Edwin "Eddie" Finnerty (Kevin Corrigan) - Eddie is Sean's younger brother who is carefree and often gets himself into trouble. He is always in the Finnerty house eating their food and watching their TV. He seems to have many "associates" and "connections" of various types and often comes up with ill-advised and sometimes illegal schemes. He has been caught using Sean and Claudia's house for some of his antics, such as one time hosting a casino night and another using it to film a pornographic film. When he and Sean bought the Red Boot Pub, he planned to burn it down for the insurance money. It is implied throughout the series that he is involved in illegal activity.

===Lily Finnerty===

Lily Finnerty (Lynsey Bartilson) (14–18 years old) - The redhead selfish teenage daughter who is often at odds with her parents. She usually blames her parents for all her problems, mostly on the grounds that they had her so young, and that her mom is still attractive. Although she first finds him annoying, she later falls in love with her next-door neighbor, Brad O'Keefe, and they have an on-again, off-again relationship. Lily meets a boy named Dean in the episode "Bang on the Drum" and begins to date him from then to the eleventh episode of season three, in which she gets together with Brad on her sixteenth birthday.
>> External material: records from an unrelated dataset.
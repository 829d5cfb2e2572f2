//! OpenAI-compatible provider implementation.
//!
//! Works with OpenAI, OpenRouter, Ollama, vLLM, and any other endpoint
//! exposing the `/chat/completions` shape with function calling.

use async_trait::async_trait;
use bookline_core::error::ProviderError;
use bookline_core::message::{Message, MessageToolCall, Role};
use bookline_core::provider::{ModelProvider, ModelRequest, ModelResponse, ToolDefinition, Usage};
use serde::Deserialize;
use serde::Serialize;
use tracing::{debug, warn};

/// An OpenAI-compatible LLM provider.
pub struct OpenAiCompatProvider {
    name: String,
    base_url: String,
    api_key: String,
    client: reqwest::Client,
}

impl OpenAiCompatProvider {
    /// Create a new provider against any OpenAI-compatible base URL.
    pub fn new(
        name: impl Into<String>,
        base_url: impl Into<String>,
        api_key: impl Into<String>,
        timeout_secs: u64,
    ) -> Result<Self, ProviderError> {
        let client = reqwest::Client::builder()
            .timeout(std::time::Duration::from_secs(timeout_secs))
            .build()
            .map_err(|e| ProviderError::NotConfigured(format!("HTTP client: {e}")))?;

        Ok(Self {
            name: name.into(),
            base_url: base_url.into().trim_end_matches('/').to_string(),
            api_key: api_key.into(),
            client,
        })
    }

    /// Convert our Message types to the wire format.
    fn to_api_messages(messages: &[Message]) -> Vec<ApiMessage> {
        messages
            .iter()
            .map(|m| ApiMessage {
                role: match m.role {
                    Role::User => "user".into(),
                    Role::Assistant => "assistant".into(),
                    Role::System => "system".into(),
                    Role::Tool => "tool".into(),
                },
                content: Some(m.content.clone()),
                tool_calls: if m.tool_calls.is_empty() {
                    None
                } else {
                    Some(
                        m.tool_calls
                            .iter()
                            .map(|tc| ApiToolCall {
                                id: tc.id.clone(),
                                r#type: "function".into(),
                                function: ApiFunction {
                                    name: tc.name.clone(),
                                    arguments: tc.arguments.clone(),
                                },
                            })
                            .collect(),
                    )
                },
                tool_call_id: m.tool_call_id.clone(),
            })
            .collect()
    }

    fn to_api_tools(tools: &[ToolDefinition]) -> Vec<ApiToolDefinition> {
        tools
            .iter()
            .map(|t| ApiToolDefinition {
                r#type: "function".into(),
                function: ApiToolFunction {
                    name: t.name.clone(),
                    description: t.description.clone(),
                    parameters: t.parameters.clone(),
                },
            })
            .collect()
    }
}

#[async_trait]
impl ModelProvider for OpenAiCompatProvider {
    fn name(&self) -> &str {
        &self.name
    }

    async fn complete(
        &self,
        request: ModelRequest,
    ) -> std::result::Result<ModelResponse, ProviderError> {
        let url = format!("{}/chat/completions", self.base_url);

        let mut body = serde_json::json!({
            "model": request.model,
            "messages": Self::to_api_messages(&request.messages),
            "temperature": request.temperature,
            "stream": false,
        });

        if let Some(max_tokens) = request.max_tokens {
            body["max_tokens"] = serde_json::json!(max_tokens);
        }

        if !request.tools.is_empty() {
            body["tools"] = serde_json::json!(Self::to_api_tools(&request.tools));
        }

        debug!(provider = %self.name, model = %request.model, "Sending completion request");

        let response = self
            .client
            .post(&url)
            .header("Authorization", format!("Bearer {}", self.api_key))
            .header("Content-Type", "application/json")
            .json(&body)
            .send()
            .await
            .map_err(|e| {
                if e.is_timeout() {
                    ProviderError::Timeout(e.to_string())
                } else {
                    ProviderError::Network(e.to_string())
                }
            })?;

        let status = response.status().as_u16();

        if status == 429 {
            return Err(ProviderError::RateLimited {
                retry_after_secs: 5,
            });
        }

        if status == 401 || status == 403 {
            return Err(ProviderError::AuthenticationFailed(
                "Invalid API key or insufficient permissions".into(),
            ));
        }

        if status != 200 {
            let error_body = response.text().await.unwrap_or_default();
            warn!(status, body = %error_body, "Provider returned error");
            return Err(ProviderError::ApiError {
                status_code: status,
                message: error_body,
            });
        }

        let api_response: ApiResponse =
            response.json().await.map_err(|e| ProviderError::ApiError {
                status_code: 200,
                message: format!("Failed to parse response: {e}"),
            })?;

        let choice =
            api_response
                .choices
                .into_iter()
                .next()
                .ok_or_else(|| ProviderError::ApiError {
                    status_code: 200,
                    message: "No choices in response".into(),
                })?;

        let tool_calls: Vec<MessageToolCall> = choice
            .message
            .tool_calls
            .unwrap_or_default()
            .into_iter()
            .map(|tc| MessageToolCall {
                id: tc.id,
                name: tc.function.name,
                arguments: tc.function.arguments,
            })
            .collect();

        let content = choice.message.content.unwrap_or_default();
        let message = if tool_calls.is_empty() {
            Message::assistant(content)
        } else {
            Message::assistant_with_tool_calls(content, tool_calls)
        };

        let usage = api_response.usage.map(|u| Usage {
            prompt_tokens: u.prompt_tokens,
            completion_tokens: u.completion_tokens,
            total_tokens: u.total_tokens,
        });

        Ok(ModelResponse {
            message,
            usage,
            model: api_response.model,
        })
    }
}

// Wire types for the OpenAI chat completions shape.

#[derive(Debug, Serialize)]
struct ApiMessage {
    role: String,
    #[serde(skip_serializing_if = "Option::is_none")]
    content: Option<String>,
    #[serde(skip_serializing_if = "Option::is_none")]
    tool_calls: Option<Vec<ApiToolCall>>,
    #[serde(skip_serializing_if = "Option::is_none")]
    tool_call_id: Option<String>,
}

#[derive(Debug, Serialize, Deserialize)]
struct ApiToolCall {
    id: String,
    r#type: String,
    function: ApiFunction,
}

#[derive(Debug, Serialize, Deserialize)]
struct ApiFunction {
    name: String,
    /// Arguments arrive as a JSON-encoded string, per the OpenAI wire format.
    arguments: String,
}

#[derive(Debug, Serialize)]
struct ApiToolDefinition {
    r#type: String,
    function: ApiToolFunction,
}

#[derive(Debug, Serialize)]
struct ApiToolFunction {
    name: String,
    description: String,
    parameters: serde_json::Value,
}

#[derive(Debug, Deserialize)]
struct ApiResponse {
    model: String,
    choices: Vec<ApiChoice>,
    usage: Option<ApiUsage>,
}

#[derive(Debug, Deserialize)]
struct ApiChoice {
    message: ApiResponseMessage,
}

#[derive(Debug, Deserialize)]
struct ApiResponseMessage {
    content: Option<String>,
    tool_calls: Option<Vec<ApiToolCall>>,
}

#[derive(Debug, Deserialize)]
struct ApiUsage {
    prompt_tokens: u32,
    completion_tokens: u32,
    total_tokens: u32,
}

#[cfg(test)]
mod tests {
    use super::*;

    #[test]
    fn api_messages_carry_tool_call_ids() {
        let messages = vec![
            Message::system("You are a booking assistant."),
            Message::assistant_with_tool_calls(
                "",
                vec![MessageToolCall {
                    id: "call_abc".into(),
                    name: "list_services".into(),
                    arguments: "{}".into(),
                }],
            ),
            Message::tool_result("call_abc", "[SUCCESS] 2 services"),
        ];
        let api = OpenAiCompatProvider::to_api_messages(&messages);
        assert_eq!(api[0].role, "system");
        assert_eq!(
            api[1].tool_calls.as_ref().unwrap()[0].function.name,
            "list_services"
        );
        assert_eq!(api[2].role, "tool");
        assert_eq!(api[2].tool_call_id.as_deref(), Some("call_abc"));
    }

    #[test]
    fn tool_definitions_wrap_in_function_type() {
        let defs = vec![ToolDefinition {
            name: "book_appointment".into(),
            description: "Create a booking".into(),
            parameters: serde_json::json!({"type": "object"}),
        }];
        let api = OpenAiCompatProvider::to_api_tools(&defs);
        assert_eq!(api[0].r#type, "function");
        assert_eq!(api[0].function.name, "book_appointment");
    }

    #[test]
    fn response_parsing_extracts_tool_calls() {
        let raw = serde_json::json!({
            "model": "gpt-4o",
            "choices": [{
                "message": {
                    "content": null,
                    "tool_calls": [{
                        "id": "call_1",
                        "type": "function",
                        "function": {
                            "name": "check_availability",
                            "arguments": "{\"service_id\":\"srv-001\"}"
                        }
                    }]
                }
            }],
            "usage": {"prompt_tokens": 100, "completion_tokens": 20, "total_tokens": 120}
        });
        let parsed: ApiResponse = serde_json::from_value(raw).unwrap();
        let calls = parsed.choices[0].message.tool_calls.as_ref().unwrap();
        assert_eq!(calls[0].function.name, "check_availability");
        assert_eq!(parsed.usage.as_ref().unwrap().total_tokens, 120);
    }

    #[test]
    fn trailing_slash_is_trimmed() {
        let provider =
            OpenAiCompatProvider::new("test", "https://api.example.com/v1/", "key", 30).unwrap();
        assert_eq!(provider.base_url, "https://api.example.com/v1");
    }
}
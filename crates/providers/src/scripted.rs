//! Scripted provider — a deterministic test double.
//!
//! Replays a queue of canned responses in order. Tests that exercise the
//! orchestration loop use this to drive multi-turn conversations without a
//! live model.

use async_trait::async_trait;
use bookline_core::error::ProviderError;
use bookline_core::message::{Message, MessageToolCall};
use bookline_core::provider::{ModelProvider, ModelRequest, ModelResponse};
use std::sync::Mutex;

pub struct ScriptedProvider {
    responses: Mutex<Vec<ScriptedStep>>,
    /// Requests seen so far, for assertions on what the loop sent.
    requests: Mutex<Vec<ModelRequest>>,
}

enum ScriptedStep {
    Respond(ModelResponse),
    Fail(ProviderError),
}

impl ScriptedProvider {
    pub fn new() -> Self {
        Self {
            responses: Mutex::new(Vec::new()),
            requests: Mutex::new(Vec::new()),
        }
    }

    /// Queue an assistant text reply.
    pub fn push_text(&self, content: impl Into<String>) {
        self.push_response(ModelResponse {
            message: Message::assistant(content),
            usage: None,
            model: "scripted".into(),
        });
    }

    /// Queue an assistant reply that proposes a single tool call.
    pub fn push_tool_call(&self, name: impl Into<String>, arguments: serde_json::Value) {
        let call = MessageToolCall {
            id: format!("call_{}", uuid::Uuid::new_v4().simple()),
            name: name.into(),
            arguments: arguments.to_string(),
        };
        self.push_response(ModelResponse {
            message: Message::assistant_with_tool_calls("", vec![call]),
            usage: None,
            model: "scripted".into(),
        });
    }

    /// Queue a full response.
    pub fn push_response(&self, response: ModelResponse) {
        if let Ok(mut responses) = self.responses.lock() {
            responses.push(ScriptedStep::Respond(response));
        }
    }

    /// Queue a provider failure.
    pub fn push_error(&self, error: ProviderError) {
        if let Ok(mut responses) = self.responses.lock() {
            responses.push(ScriptedStep::Fail(error));
        }
    }

    /// Requests the loop has sent so far.
    pub fn seen_requests(&self) -> Vec<ModelRequest> {
        self.requests
            .lock()
            .map(|r| r.clone())
            .unwrap_or_default()
    }
}

impl Default for ScriptedProvider {
    fn default() -> Self {
        Self::new()
    }
}

#[async_trait]
impl ModelProvider for ScriptedProvider {
    fn name(&self) -> &str {
        "scripted"
    }

    async fn complete(
        &self,
        request: ModelRequest,
    ) -> std::result::Result<ModelResponse, ProviderError> {
        let step = {
            if let Ok(mut requests) = self.requests.lock() {
                requests.push(request);
            }
            let mut responses = self
                .responses
                .lock()
                .map_err(|_| ProviderError::NotConfigured("Scripted provider poisoned".into()))?;
            if responses.is_empty() {
                return Err(ProviderError::NotConfigured(
                    "Scripted provider ran out of responses".into(),
                ));
            }
            responses.remove(0)
        };
        match step {
            ScriptedStep::Respond(response) => Ok(response),
            ScriptedStep::Fail(error) => Err(error),
        }
    }
}

#[cfg(test)]
mod tests {
    use super::*;

    fn empty_request() -> ModelRequest {
        ModelRequest {
            model: "scripted".into(),
            messages: vec![Message::user("hi")],
            temperature: 0.2,
            max_tokens: None,
            tools: Vec::new(),
        }
    }

    #[tokio::test]
    async fn replays_in_order() {
        let provider = ScriptedProvider::new();
        provider.push_text("first");
        provider.push_text("second");

        let r1 = provider.complete(empty_request()).await.unwrap();
        let r2 = provider.complete(empty_request()).await.unwrap();
        assert_eq!(r1.message.content, "first");
        assert_eq!(r2.message.content, "second");
    }

    #[tokio::test]
    async fn errors_when_script_runs_dry() {
        let provider = ScriptedProvider::new();
        let err = provider.complete(empty_request()).await.unwrap_err();
        assert!(matches!(err, ProviderError::NotConfigured(_)));
    }

    #[tokio::test]
    async fn records_requests_for_assertions() {
        let provider = ScriptedProvider::new();
        provider.push_text("ok");
        provider.complete(empty_request()).await.unwrap();
        let seen = provider.seen_requests();
        assert_eq!(seen.len(), 1);
        assert_eq!(seen[0].messages[0].content, "hi");
    }

    #[tokio::test]
    async fn replays_queued_failures() {
        let provider = ScriptedProvider::new();
        provider.push_error(ProviderError::Timeout("deadline exceeded".into()));
        let err = provider.complete(empty_request()).await.unwrap_err();
        assert!(err.is_transport_fault());
    }
}
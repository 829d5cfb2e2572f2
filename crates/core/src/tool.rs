//! Tool trait — the abstraction over the booking capabilities the model can
//! invoke.
//!
//! Every tool result is rendered as a short, model-consumable string
//! prefixed by an outcome tag. Dispatch never surfaces an error to the
//! orchestration loop: collaborator failures become `[ERROR]` strings so
//! the conversation can continue instead of crashing.

use async_trait::async_trait;
use serde::{Deserialize, Serialize};
use std::collections::HashMap;
use tracing::warn;

use crate::error::ToolError;
use crate::provider::ToolDefinition;

/// A request to execute a tool.
#[derive(Debug, Clone, Serialize, Deserialize)]
pub struct ToolCall {
    /// Unique call ID (matches the model's tool_call.id)
    pub id: String,

    /// Name of the tool to execute
    pub name: String,

    /// Arguments as a JSON value
    pub arguments: serde_json::Value,
}

/// Outcome tag prefixed onto every tool reply string.
#[derive(Debug, Clone, Copy, PartialEq, Eq, Serialize, Deserialize)]
#[serde(rename_all = "lowercase")]
pub enum ToolOutcome {
    Success,
    Error,
    Valid,
    Invalid,
}

impl ToolOutcome {
    pub fn tag(&self) -> &'static str {
        match self {
            ToolOutcome::Success => "[SUCCESS]",
            ToolOutcome::Error => "[ERROR]",
            ToolOutcome::Valid => "[VALID]",
            ToolOutcome::Invalid => "[INVALID]",
        }
    }
}

/// The result of a tool execution, before rendering.
#[derive(Debug, Clone, Serialize, Deserialize)]
pub struct ToolReply {
    /// The call ID this reply is for
    pub call_id: String,

    /// Outcome classification
    pub outcome: ToolOutcome,

    /// Human/model-readable detail (without the tag prefix)
    pub output: String,
}

impl ToolReply {
    pub fn success(call_id: impl Into<String>, output: impl Into<String>) -> Self {
        Self::new(call_id, ToolOutcome::Success, output)
    }

    pub fn error(call_id: impl Into<String>, output: impl Into<String>) -> Self {
        Self::new(call_id, ToolOutcome::Error, output)
    }

    pub fn valid(call_id: impl Into<String>, output: impl Into<String>) -> Self {
        Self::new(call_id, ToolOutcome::Valid, output)
    }

    pub fn invalid(call_id: impl Into<String>, output: impl Into<String>) -> Self {
        Self::new(call_id, ToolOutcome::Invalid, output)
    }

    fn new(call_id: impl Into<String>, outcome: ToolOutcome, output: impl Into<String>) -> Self {
        Self {
            call_id: call_id.into(),
            outcome,
            output: output.into(),
        }
    }

    /// The tagged string sent back to the model, e.g.
    /// `[SUCCESS] Appointment booked. Confirmation: APT-3F9K2A`.
    pub fn render(&self) -> String {
        format!("{} {}", self.outcome.tag(), self.output)
    }
}

/// The core Tool trait.
///
/// Tools are registered in the `ToolRegistry` and made available to the
/// orchestration loop. Tools do not validate business rules themselves —
/// they forward to the appointment store and translate its response.
#[async_trait]
pub trait Tool: Send + Sync {
    /// The unique name of this tool (e.g., "list_services").
    fn name(&self) -> &str;

    /// A description of what this tool does (sent to the LLM).
    fn description(&self) -> &str;

    /// JSON Schema describing this tool's parameters.
    fn parameters_schema(&self) -> serde_json::Value;

    /// Execute the tool with the given arguments.
    async fn execute(
        &self,
        arguments: serde_json::Value,
    ) -> std::result::Result<ToolReply, ToolError>;

    /// Convert this tool into a ToolDefinition for sending to the LLM.
    fn to_definition(&self) -> ToolDefinition {
        ToolDefinition {
            name: self.name().to_string(),
            description: self.description().to_string(),
            parameters: self.parameters_schema(),
        }
    }
}

/// A registry of available tools, resolved once at startup.
pub struct ToolRegistry {
    tools: HashMap<String, Box<dyn Tool>>,
}

impl ToolRegistry {
    pub fn new() -> Self {
        Self {
            tools: HashMap::new(),
        }
    }

    /// Register a tool. Replaces any existing tool with the same name.
    pub fn register(&mut self, tool: Box<dyn Tool>) {
        let name = tool.name().to_string();
        self.tools.insert(name, tool);
    }

    /// Get a tool by name.
    pub fn get(&self, name: &str) -> Option<&dyn Tool> {
        self.tools.get(name).map(|t| t.as_ref())
    }

    /// Get all tool definitions (for sending to the LLM).
    pub fn definitions(&self) -> Vec<ToolDefinition> {
        let mut defs: Vec<ToolDefinition> = self.tools.values().map(|t| t.to_definition()).collect();
        // Stable ordering keeps the request payload deterministic across calls
        defs.sort_by(|a, b| a.name.cmp(&b.name));
        defs
    }

    /// Dispatch a tool call. Never returns an error: unknown tools and
    /// collaborator failures are converted into `[ERROR]` replies so the
    /// loop can continue. Mutating calls are never retried here.
    pub async fn dispatch(&self, call: &ToolCall) -> ToolReply {
        let Some(tool) = self.tools.get(&call.name) else {
            warn!(tool = %call.name, "Unknown tool requested by model");
            return ToolReply::error(&call.id, format!("Unknown tool: {}", call.name));
        };

        match tool.execute(call.arguments.clone()).await {
            Ok(mut reply) => {
                reply.call_id = call.id.clone();
                reply
            }
            Err(ToolError::Timeout { tool_name, timeout_secs }) => {
                warn!(tool = %tool_name, timeout_secs, "Tool call timed out");
                ToolReply::error(
                    &call.id,
                    format!("Could not connect to booking API: timeout after {timeout_secs}s"),
                )
            }
            Err(ToolError::Upstream { tool_name, reason }) => {
                warn!(tool = %tool_name, error = %reason, "Upstream call failed");
                ToolReply::error(&call.id, format!("Could not connect to booking API: {reason}"))
            }
            Err(e) => {
                warn!(tool = %call.name, error = %e, "Tool execution failed");
                ToolReply::error(&call.id, e.to_string())
            }
        }
    }

    /// List all registered tool names.
    pub fn names(&self) -> Vec<&str> {
        self.tools.keys().map(|s| s.as_str()).collect()
    }
}

impl Default for ToolRegistry {
    fn default() -> Self {
        Self::new()
    }
}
They continue to date throughout the rest of the show, and their relationship, and its problems, are often central points of the episodes. Throughout the series, it is shown that she loves to dance.

===Jimmy Finnerty===

James Francis "Jimmy" Finnerty (Griffin Frazen) (11–15 years old) - The black sheep of the family, Jimmy's choices are not always accepted by his parents (such as choosing to become a vegetarian). Thus, he often confides in his Uncle Eddie. Many comparisons are made between the two characters on the show, most notably in the third season episode Who Are You? where he pretends to shoplift in a desperate grab for attention. The reason he gets so little attention is that unlike his siblings he causes the least trouble. He is arguably the most sensible and intelligent of the characters.

===Henry Finnerty===

Henry Finnerty (Jake Burbage) (8–12 years old) - The youngest son of the family, Henry, disappeared at the beginning of the fifth season when actor Jake Burbage left to move back east with his family. He is actually never seen during the fifth season, but he is, however, mentioned several times, notably in the episode "Hello, Goodbye" when Claudia says to Walt that Henry is "...around here someplace,". Henry is shown to be a "loose cannon", often getting himself into trouble for being extremely impressionable and curious.

===Brad O'Keefe===

Bradley "Brad" O'Keefe (Bret Harrison) (14–18 years old) - The sweet, smart but socially inept neighbor, who later becomes Lily's boyfriend at the end of the third season. He is a science nerd and is part of the school club "Sciencenauts".

===Walt Finnerty===

Walt Finnerty (Richard Riehle) is Sean and Eddie's father. He's a widower and often comes to the house or the bar to see his kids and grandkids. He's very judgmental, especially of his own sons and is shown to be all but the ideal father and lacks in parental skills (scaring his children when they were young or making his two grandsons dig a deep hole for no reason).

===Gracie Finnerty===

Gracie Finnerty - The series finale ends with Claudia giving birth to Rose who they later rename Gracie after many incorrectly believed her to be named after a certain movie character, bringing the number of Finnerty children to four at the end of the series. She was born on Lily's high school graduation day, in June 2005.